Benign Chronic Diarrhea of Infancy

Abstract

Chronic nonspecific diarrhea of infancy (CNSD) or bowel represents one of the most common gastrointestinal problems confronted by practicing pediatricias. In the subspecialty setting of the pediatric gastroenterologist, this entity comprised almost 35% of the outpatient referral practice. CNSD, originally thought to be part of the celiac syndrome, was described as a separate clinical entity by Cohlan in 1956.1 Since that time in the classic paper on this subject, Davidson and Wasserman2 have described consistent diagnostic criteria further characterizing CNSD as a recognizable syndrome. The onset of symptoms occurs classically between 6 and 30 months of age with the development of three to six loose stools with mucous per day, with no associated malabsorption or growth and development abnormalities (to be discussed in detail below).
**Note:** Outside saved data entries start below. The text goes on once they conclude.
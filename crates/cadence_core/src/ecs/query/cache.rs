//! Cached query results with incremental maintenance.
//!
//! Every distinct query shape gets one slot. A slot pays a full scan once,
//! when it is first requested; from then on the world reports each spawn,
//! despawn and composition change and only the affected slots re-evaluate the
//! one entity involved.

use super::{Query, QueryFilter, QueryItem};
use crate::ecs::{ComponentId, ComponentRegistry, Entity, RuntimeError, Signature};
use std::collections::{BTreeSet, HashMap};
use std::fmt;

/// Index of a cached result slot. Equal ids mean the same cached results.
#[derive(Debug, Copy, Clone, PartialEq, Eq, Hash)]
pub struct QueryId(u32);

impl QueryId {
    #[inline]
    pub fn index(self) -> usize {
        self.0 as usize
    }
}

impl fmt::Display for QueryId {
    fn fmt(&self, f: &mut fmt::Formatter<'_>) -> fmt::Result {
        write!(f, "{}", self.0)
    }
}

/// A query resolved against the component registry.
#[derive(Debug, Clone)]
struct Resolved {
    required: Vec<ComponentId>,
    excluded: Vec<ComponentId>,
}

impl Resolved {
    fn new(query: &Query, registry: &ComponentRegistry) -> Result<Self, RuntimeError> {
        let mut required = Vec::new();
        let mut excluded = Vec::new();

        for item in query.items() {
            match item {
                QueryItem::Entity => {}
                QueryItem::Component(key) => {
                    required.push(registry.id_of_raw(key.type_id(), key.name())?);
                }
                QueryItem::Maybe(key) => {
                    registry.id_of_raw(key.type_id(), key.name())?;
                }
            }
        }
        for filter in query.filters() {
            match filter {
                QueryFilter::With(key) => {
                    required.push(registry.id_of_raw(key.type_id(), key.name())?);
                }
                QueryFilter::Without(key) => {
                    excluded.push(registry.id_of_raw(key.type_id(), key.name())?);
                }
            }
        }

        required.sort_unstable();
        required.dedup();
        excluded.sort_unstable();
        excluded.dedup();
        Ok(Self { required, excluded })
    }

    #[inline]
    fn accepts(&self, signature: &Signature) -> bool {
        signature.contains_all(&self.required) && !signature.contains_any(&self.excluded)
    }

    fn touched(&self) -> impl Iterator<Item = ComponentId> + '_ {
        self.required.iter().chain(self.excluded.iter()).copied()
    }
}

/// One cached result set.
#[derive(Debug)]
pub struct CachedQuery {
    query: Query,
    resolved: Resolved,
    matches: BTreeSet<Entity>,
}

impl CachedQuery {
    pub fn query(&self) -> &Query {
        &self.query
    }

    /// Matching entities in creation order.
    pub fn matches(&self) -> &BTreeSet<Entity> {
        &self.matches
    }

    fn reevaluate(&mut self, entity: Entity, signature: &Signature) {
        if self.resolved.accepts(signature) {
            self.matches.insert(entity);
        } else {
            self.matches.remove(&entity);
        }
    }
}

/// All cached query results of a world.
#[derive(Debug, Default)]
pub struct QueryCache {
    entries: Vec<CachedQuery>,
    lookup: HashMap<Query, QueryId>,
    by_component: HashMap<ComponentId, Vec<QueryId>>,
}

impl QueryCache {
    pub fn new() -> Self {
        Self::default()
    }

    /// Find the slot for `query`, creating and populating it on first use.
    pub fn resolve<'a>(
        &mut self,
        query: &Query,
        registry: &ComponentRegistry,
        entities: impl Iterator<Item = (Entity, &'a Signature)>,
    ) -> Result<QueryId, RuntimeError> {
        if let Some(&id) = self.lookup.get(query) {
            return Ok(id);
        }

        let resolved = Resolved::new(query, registry)?;
        let matches = entities
            .filter(|(_, signature)| resolved.accepts(signature))
            .map(|(entity, _)| entity)
            .collect::<BTreeSet<_>>();

        let id = QueryId(self.entries.len() as u32);
        for component in resolved.touched() {
            self.by_component.entry(component).or_default().push(id);
        }
        tracing::debug!(%query, %id, matches = matches.len(), "cached new query shape");

        self.entries.push(CachedQuery {
            query: query.clone(),
            resolved,
            matches,
        });
        self.lookup.insert(query.clone(), id);
        Ok(id)
    }

    pub fn get(&self, id: QueryId) -> Option<&CachedQuery> {
        self.entries.get(id.index())
    }

    /// Slot already cached for this shape, if any.
    pub fn find(&self, query: &Query) -> Option<QueryId> {
        self.lookup.get(query).copied()
    }

    pub fn len(&self) -> usize {
        self.entries.len()
    }

    pub fn is_empty(&self) -> bool {
        self.entries.is_empty()
    }

    pub(crate) fn on_spawn(&mut self, entity: Entity, signature: &Signature) {
        for entry in &mut self.entries {
            if entry.resolved.accepts(signature) {
                entry.matches.insert(entity);
            }
        }
    }

    pub(crate) fn on_despawn(&mut self, entity: Entity) {
        for entry in &mut self.entries {
            entry.matches.remove(&entity);
        }
    }

    /// Re-evaluate `entity` in every slot that mentions `changed`.
    pub(crate) fn on_change(&mut self, entity: Entity, signature: &Signature, changed: ComponentId) {
        let Some(ids) = self.by_component.get(&changed) else {
            return;
        };
        for id in ids {
            self.entries[id.index()].reevaluate(entity, signature);
        }
    }
}
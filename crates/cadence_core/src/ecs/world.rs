// world.rs - Entity registry and component storage

use crate::ecs::entity::EntityAllocator;
use crate::ecs::storage::new_column;
use crate::ecs::{
    Column, Component, ComponentId, ComponentRegistry, Entity, EntityBuilder, ErasedColumn,
    Query, QueryCache, QueryData, QueryId, QueryResults, RuntimeError, Signature,
};
use std::collections::BTreeMap;

/// Bookkeeping for one live entity.
#[derive(Debug, Default)]
struct EntityRecord {
    signature: Signature,
    parent: Option<Entity>,
    children: Vec<Entity>,
}

/// Owns every entity, every component value and the cached query results
/// built over them.
///
/// All mutating operations validate their inputs first and only then touch
/// storage, so a failing call leaves the world exactly as it was.
pub struct World {
    components: ComponentRegistry,
    columns: Vec<Box<dyn ErasedColumn>>,
    entities: BTreeMap<Entity, EntityRecord>,
    allocator: EntityAllocator,
    queries: QueryCache,
}

impl World {
    /// Create an empty world over an already populated registry.
    pub fn new(components: ComponentRegistry) -> Self {
        let columns = components
            .iter()
            .map(|(_, meta)| (meta.new_column)())
            .collect();

        Self {
            components,
            columns,
            entities: BTreeMap::new(),
            allocator: EntityAllocator::new(),
            queries: QueryCache::new(),
        }
    }

    /// Register a component type after construction. Idempotent.
    pub fn register<T: Component>(&mut self) -> ComponentId {
        let id = self.components.register::<T>();
        if id.index() == self.columns.len() {
            self.columns.push(new_column::<T>());
        }
        id
    }

    pub fn components(&self) -> &ComponentRegistry {
        &self.components
    }

    /// Spawn an entity from a builder.
    pub fn spawn(&mut self, builder: EntityBuilder) -> Result<Entity, RuntimeError> {
        self.create(builder, None)
    }

    /// Spawn an entity as a child of `parent`.
    pub fn spawn_child(
        &mut self,
        parent: Entity,
        builder: EntityBuilder,
    ) -> Result<Entity, RuntimeError> {
        self.create(builder, Some(parent))
    }

    fn create(
        &mut self,
        builder: EntityBuilder,
        parent: Option<Entity>,
    ) -> Result<Entity, RuntimeError> {
        if let Some(parent) = parent {
            self.ensure_alive(parent)?;
        }
        let ids = builder
            .components()
            .iter()
            .map(|pending| self.components.id_of_raw(pending.type_id, pending.name))
            .collect::<Result<Vec<_>, _>>()?;

        let entity = self.allocator.alloc();
        for (id, pending) in ids.iter().zip(builder.into_components()) {
            let stored = self.columns[id.index()].insert_boxed(entity, pending.value);
            debug_assert!(stored, "column type mismatch for {}", pending.name);
        }

        let signature = Signature::from_components(ids);
        self.queries.on_spawn(entity, &signature);
        self.entities.insert(
            entity,
            EntityRecord {
                signature,
                parent,
                children: Vec::new(),
            },
        );
        if let Some(parent) = parent {
            if let Some(record) = self.entities.get_mut(&parent) {
                record.children.push(entity);
            }
        }

        tracing::trace!(%entity, ?parent, "spawned entity");
        Ok(entity)
    }

    /// Despawn an entity together with all of its descendants.
    pub fn despawn(&mut self, entity: Entity) -> Result<(), RuntimeError> {
        let parent = self.ensure_alive(entity)?.parent;

        if let Some(parent) = parent {
            if let Some(record) = self.entities.get_mut(&parent) {
                record.children.retain(|&child| child != entity);
            }
        }

        let mut pending = vec![entity];
        while let Some(next) = pending.pop() {
            let Some(record) = self.entities.remove(&next) else {
                continue;
            };
            for &id in record.signature.components() {
                self.columns[id.index()].discard(next);
            }
            self.queries.on_despawn(next);
            pending.extend(record.children);
            tracing::trace!(entity = %next, "despawned entity");
        }
        Ok(())
    }

    /// Attach a component, replacing (and dropping) any previous value.
    pub fn insert<T: Component>(&mut self, entity: Entity, value: T) -> Result<(), RuntimeError> {
        let id = self.components.id_of::<T>()?;
        self.ensure_alive(entity)?;

        self.column_mut_by_id::<T>(id).insert(entity, value);

        if let Some(record) = self.entities.get_mut(&entity) {
            if record.signature.insert(id) {
                self.queries.on_change(entity, &record.signature, id);
            }
        }
        Ok(())
    }

    /// Detach a component, handing back its value if the entity had one.
    pub fn remove<T: Component>(&mut self, entity: Entity) -> Result<Option<T>, RuntimeError> {
        let id = self.components.id_of::<T>()?;
        self.ensure_alive(entity)?;

        let removed = self.column_mut_by_id::<T>(id).remove(entity);

        if let Some(record) = self.entities.get_mut(&entity) {
            if record.signature.remove(id) {
                self.queries.on_change(entity, &record.signature, id);
            }
        }
        Ok(removed)
    }

    /// Read a component; `Ok(None)` when the entity lacks it.
    pub fn get<T: Component>(&self, entity: Entity) -> Result<Option<&T>, RuntimeError> {
        let id = self.components.id_of::<T>()?;
        self.ensure_alive(entity)?;
        Ok(self.column_by_id::<T>(id).get(entity))
    }

    /// Mutably borrow a component; `Ok(None)` when the entity lacks it.
    pub fn get_mut<T: Component>(
        &mut self,
        entity: Entity,
    ) -> Result<Option<&mut T>, RuntimeError> {
        let id = self.components.id_of::<T>()?;
        self.ensure_alive(entity)?;
        Ok(self.column_mut_by_id::<T>(id).get_mut(entity))
    }

    /// Lenient read used by query fetches.
    pub fn try_get<T: Component>(&self, entity: Entity) -> Option<&T> {
        let id = self.components.id_of::<T>().ok()?;
        self.column_by_id::<T>(id).get(entity)
    }

    pub fn has<T: Component>(&self, entity: Entity) -> bool {
        match (self.components.id_of::<T>(), self.entities.get(&entity)) {
            (Ok(id), Some(record)) => record.signature.contains(id),
            _ => false,
        }
    }

    pub fn contains(&self, entity: Entity) -> bool {
        self.entities.contains_key(&entity)
    }

    pub fn signature(&self, entity: Entity) -> Result<&Signature, RuntimeError> {
        Ok(&self.ensure_alive(entity)?.signature)
    }

    pub fn parent(&self, entity: Entity) -> Result<Option<Entity>, RuntimeError> {
        Ok(self.ensure_alive(entity)?.parent)
    }

    pub fn children(&self, entity: Entity) -> Result<&[Entity], RuntimeError> {
        Ok(&self.ensure_alive(entity)?.children)
    }

    /// Number of live entities.
    pub fn len(&self) -> usize {
        self.entities.len()
    }

    pub fn is_empty(&self) -> bool {
        self.entities.is_empty()
    }

    /// Live entities in creation order.
    pub fn entities(&self) -> impl Iterator<Item = Entity> + '_ {
        self.entities.keys().copied()
    }

    /// Typed view over the entities matching `D`.
    pub fn query<D: QueryData>(&mut self) -> Result<QueryResults<'_, D>, RuntimeError> {
        self.query_by::<D>(&Query::new())
    }

    /// Typed view over the entities matching `query` extended with the items
    /// `D` reads.
    pub fn query_by<D: QueryData>(
        &mut self,
        query: &Query,
    ) -> Result<QueryResults<'_, D>, RuntimeError> {
        let id = self.resolve(&query.clone().including::<D>())?;
        self.results(id)
    }

    /// Cached slot for `query`, created on first use.
    pub fn resolve(&mut self, query: &Query) -> Result<QueryId, RuntimeError> {
        let entities = self
            .entities
            .iter()
            .map(|(&entity, record)| (entity, &record.signature));
        self.queries.resolve(query, &self.components, entities)
    }

    fn results<D: QueryData>(&self, id: QueryId) -> Result<QueryResults<'_, D>, RuntimeError> {
        let cached = self.queries.get(id).ok_or_else(|| RuntimeError::NoResults {
            query: Query::of::<D>(),
        })?;
        Ok(QueryResults::new(id, cached, self))
    }

    /// Run `f` on component `T` of every entity matching `query` (which is
    /// extended to require `T`).
    pub fn each_mut<T: Component>(
        &mut self,
        query: &Query,
        mut f: impl FnMut(Entity, &mut T),
    ) -> Result<(), RuntimeError> {
        let query_id = self.resolve(&query.clone().read::<T>())?;
        let component = self.components.id_of::<T>()?;

        let Self {
            columns, queries, ..
        } = self;
        let Some(cached) = queries.get(query_id) else {
            return Ok(());
        };
        let Some(column) = columns[component.index()]
            .as_any_mut()
            .downcast_mut::<Column<T>>()
        else {
            return Ok(());
        };

        for &entity in cached.matches() {
            if let Some(value) = column.get_mut(entity) {
                f(entity, value);
            }
        }
        Ok(())
    }

    pub fn queries(&self) -> &QueryCache {
        &self.queries
    }

    fn ensure_alive(&self, entity: Entity) -> Result<&EntityRecord, RuntimeError> {
        self.entities
            .get(&entity)
            .ok_or(RuntimeError::InvalidEntity { entity })
    }

    fn column_by_id<T: Component>(&self, id: ComponentId) -> &Column<T> {
        self.columns[id.index()]
            .as_any()
            .downcast_ref::<Column<T>>()
            .expect("column type matches its registration")
    }

    fn column_mut_by_id<T: Component>(&mut self, id: ComponentId) -> &mut Column<T> {
        self.columns[id.index()]
            .as_any_mut()
            .downcast_mut::<Column<T>>()
            .expect("column type matches its registration")
    }
}

impl Default for World {
    fn default() -> Self {
        Self::new(ComponentRegistry::new())
    }
}
//! Frame pacing.
//!
//! A pacer is the host's source of frame callbacks. The runtime requests a
//! frame, waits for the pacer to fire it, runs the frame and requests the
//! next one. Pausing cancels the outstanding request.

use crate::settings::RuntimeSettings;
use crate::time::frame_interval;
use futures::future::BoxFuture;
use std::collections::VecDeque;
use std::time::Duration;
use tokio::time::{Instant, Interval, MissedTickBehavior};

/// Opaque handle to a requested frame.
#[derive(Debug, Copy, Clone, PartialEq, Eq, Hash)]
pub struct FrameRequest(u64);

pub trait FramePacer: Send {
    /// Ask for one frame callback.
    fn request_frame(&mut self) -> FrameRequest;

    /// Withdraw a request that has not fired yet. Unknown handles are ignored.
    fn cancel_frame(&mut self, request: FrameRequest);

    /// Wait for the next requested frame and report its timestamp in
    /// milliseconds. Resolves to `None` when nothing is requested.
    fn next_frame(&mut self) -> BoxFuture<'_, Option<(FrameRequest, f64)>>;
}

/// Outstanding requests in the order they were made.
#[derive(Debug, Default)]
struct Requested {
    queue: VecDeque<FrameRequest>,
    next_id: u64,
}

impl Requested {
    fn push(&mut self) -> FrameRequest {
        let request = FrameRequest(self.next_id);
        self.next_id += 1;
        self.queue.push_back(request);
        request
    }

    fn cancel(&mut self, request: FrameRequest) {
        self.queue.retain(|&queued| queued != request);
    }

    fn pop(&mut self) -> Option<FrameRequest> {
        self.queue.pop_front()
    }
}

/// Fires requested frames on a fixed tokio interval.
pub struct IntervalPacer {
    period: Duration,
    interval: Option<Interval>,
    origin: Instant,
    requested: Requested,
}

impl IntervalPacer {
    pub fn new(frame_rate_hz: u32) -> Self {
        Self {
            period: frame_interval(frame_rate_hz),
            interval: None,
            origin: Instant::now(),
            requested: Requested::default(),
        }
    }

    pub fn from_settings(settings: &RuntimeSettings) -> Self {
        Self::new(settings.frame_rate_hz)
    }

    pub fn period(&self) -> Duration {
        self.period
    }
}

impl FramePacer for IntervalPacer {
    fn request_frame(&mut self) -> FrameRequest {
        self.requested.push()
    }

    fn cancel_frame(&mut self, request: FrameRequest) {
        self.requested.cancel(request);
    }

    fn next_frame(&mut self) -> BoxFuture<'_, Option<(FrameRequest, f64)>> {
        Box::pin(async move {
            let request = self.requested.pop()?;
            // Created on first use so construction does not need a reactor.
            let period = self.period;
            let interval = self.interval.get_or_insert_with(|| {
                let mut interval = tokio::time::interval(period);
                interval.set_missed_tick_behavior(MissedTickBehavior::Skip);
                interval
            });
            interval.tick().await;
            Some((request, self.origin.elapsed().as_secs_f64() * 1000.0))
        })
    }
}

/// Fires requested frames immediately with evenly spaced timestamps.
#[derive(Debug)]
pub struct ManualPacer {
    step_ms: f64,
    fired: u64,
    requested: Requested,
}

impl ManualPacer {
    pub fn new(step_ms: f64) -> Self {
        Self {
            step_ms,
            fired: 0,
            requested: Requested::default(),
        }
    }

    /// Frames fired so far.
    pub fn fired(&self) -> u64 {
        self.fired
    }
}

impl Default for ManualPacer {
    fn default() -> Self {
        Self::new(1000.0 / 60.0)
    }
}

impl FramePacer for ManualPacer {
    fn request_frame(&mut self) -> FrameRequest {
        self.requested.push()
    }

    fn cancel_frame(&mut self, request: FrameRequest) {
        self.requested.cancel(request);
    }

    fn next_frame(&mut self) -> BoxFuture<'_, Option<(FrameRequest, f64)>> {
        let fired = self.requested.pop().map(|request| {
            self.fired += 1;
            (request, self.step_ms * self.fired as f64)
        });
        Box::pin(futures::future::ready(fired))
    }
}
use cadence_core::ecs::{Entity, EntityBuilder, Query, Resource, RuntimeError, SystemResult};
use cadence_core::schedule::{
    AsyncStage, ManualPacer, RunState, RuntimeBuilder, Stage, SystemCtx, SystemId,
};
use cadence_core::settings::RuntimeSettings;
use cadence_core::spawn;
use futures::future::BoxFuture;

#[derive(Debug, Clone, PartialEq)]
struct TickEvent(&'static str);

#[derive(Debug)]
struct Ghost;

#[derive(Debug, Clone, Copy, PartialEq)]
struct Sample(u64);

#[derive(Default)]
struct Observed {
    first_read: Vec<TickEvent>,
    second_read: usize,
    other_read: Vec<TickEvent>,
    log: Vec<&'static str>,
}
impl Resource for Observed {}

#[derive(Default)]
struct Collected(Vec<u64>);
impl Resource for Collected {}

struct Config {
    title: String,
}
impl Resource for Config {}

#[derive(Debug, Clone, Copy, PartialEq)]
struct Health(i32);

struct Enemy;

fn emit(ctx: &mut SystemCtx<'_>) -> SystemResult {
    ctx.push(TickEvent("tick-event"))?;
    ctx.global_mut::<Observed>()?.log.push("emit");
    Ok(())
}

fn read_twice(ctx: &mut SystemCtx<'_>) -> SystemResult {
    let first: Vec<TickEvent> = ctx.read::<TickEvent>()?.cloned().collect();
    let second = ctx.read::<TickEvent>()?.count();
    let observed = ctx.global_mut::<Observed>()?;
    observed.first_read = first;
    observed.second_read = second;
    observed.log.push("read");
    Ok(())
}

fn read_elsewhere(ctx: &mut SystemCtx<'_>) -> SystemResult {
    let seen: Vec<TickEvent> = ctx.read::<TickEvent>()?.cloned().collect();
    ctx.global_mut::<Observed>()?.other_read = seen;
    Ok(())
}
Whereas spontaneous resolution of CNSD is anticipated by 39 months of age, longitudinal observations indicate that these patients have a high incidence of functional bowel complaints during adolescence and beyond suggesting a continuum with irritable bowel syndrome of adulthood.3 From the standpoint of the child, this complaint all too frequently becomes the problem when the frequency and/or consistency of the bowel movements impair training or become intolerable to the parents.